Within the records that follow, find every line containing the string "DbErr". Copy those lines.

[Collected data]
■ ■ ■

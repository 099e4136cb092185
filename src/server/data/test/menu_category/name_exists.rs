use super::*;

/// Tests that name uniqueness is scoped to the restaurant.
///
/// Expected: true within the same restaurant, false for another restaurant
#[tokio::test]
async fn scopes_names_to_restaurant() -> Result<(), DbErr> {
    let test = TestBuilder::new()
        .with_menu_tables()
        .build()
        .await
        .unwrap();
    let db = test.db.as_ref().unwrap();

    let restaurant = factory::create_restaurant(db).await?;
    let other = factory::create_restaurant(db).await?;
    factory::menu_category::MenuCategoryFactory::new(db, restaurant.id)
        .name("Drinks")
        .build()
        .await?;

    let repo = MenuCategoryRepository::new(db);

    assert!(repo.name_exists(restaurant.id, "Drinks", None).await?);
    assert!(!repo.name_exists(other.id, "Drinks", None).await?);
    assert!(!repo.name_exists(restaurant.id, "Desserts", None).await?);

    Ok(())
}

/// Expected: the excluded category does not conflict with itself
#[tokio::test]
async fn ignores_excluded_category() -> Result<(), DbErr> {
    let test = TestBuilder::new()
        .with_menu_tables()
        .build()
        .await
        .unwrap();
    let db = test.db.as_ref().unwrap();

    let restaurant = factory::create_restaurant(db).await?;
    let category = factory::menu_category::MenuCategoryFactory::new(db, restaurant.id)
        .name("Drinks")
        .build()
        .await?;

    let repo = MenuCategoryRepository::new(db);

    assert!(
        !repo
            .name_exists(restaurant.id, "Drinks", Some(category.id))
            .await?
    );

    Ok(())
}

■ ■ ■

WRITTEN ANSWER
async fn scopes_names_to_restaurant() -> Result<(), DbErr> {
async fn ignores_excluded_category() -> Result<(), DbErr> {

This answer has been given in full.